(INFORMATION GIVEN Opens)
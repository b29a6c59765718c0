pub mod dto;
pub mod repo;
pub mod repo_types;
pub mod services;

pub use services::CartService;
use serde::{Deserialize, Serialize};
use sqlx::FromRow;

/// Catalog entry; `price` is stored as REAL.
#[derive(Debug, Clone, PartialEq, Serialize, Deserialize, FromRow)]
pub struct Product {
    pub product_id: i64,
    pub name: String,
    pub description: Option<String>,
    pub price: f64,
}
(INFORMATION GIVEN Closes)
WHAT YOU HAVE TO DO
Copy exactly the line that contains "use sqlx::FromRow;" and every line after it, up to and including the last line of the records.

RESPONSE TO THIS EXERCISE
use sqlx::FromRow;

/// Catalog entry; `price` is stored as REAL.
#[derive(Debug, Clone, PartialEq, Serialize, Deserialize, FromRow)]
pub struct Product {
    pub product_id: i64,
    pub name: String,
    pub description: Option<String>,
    pub price: f64,
}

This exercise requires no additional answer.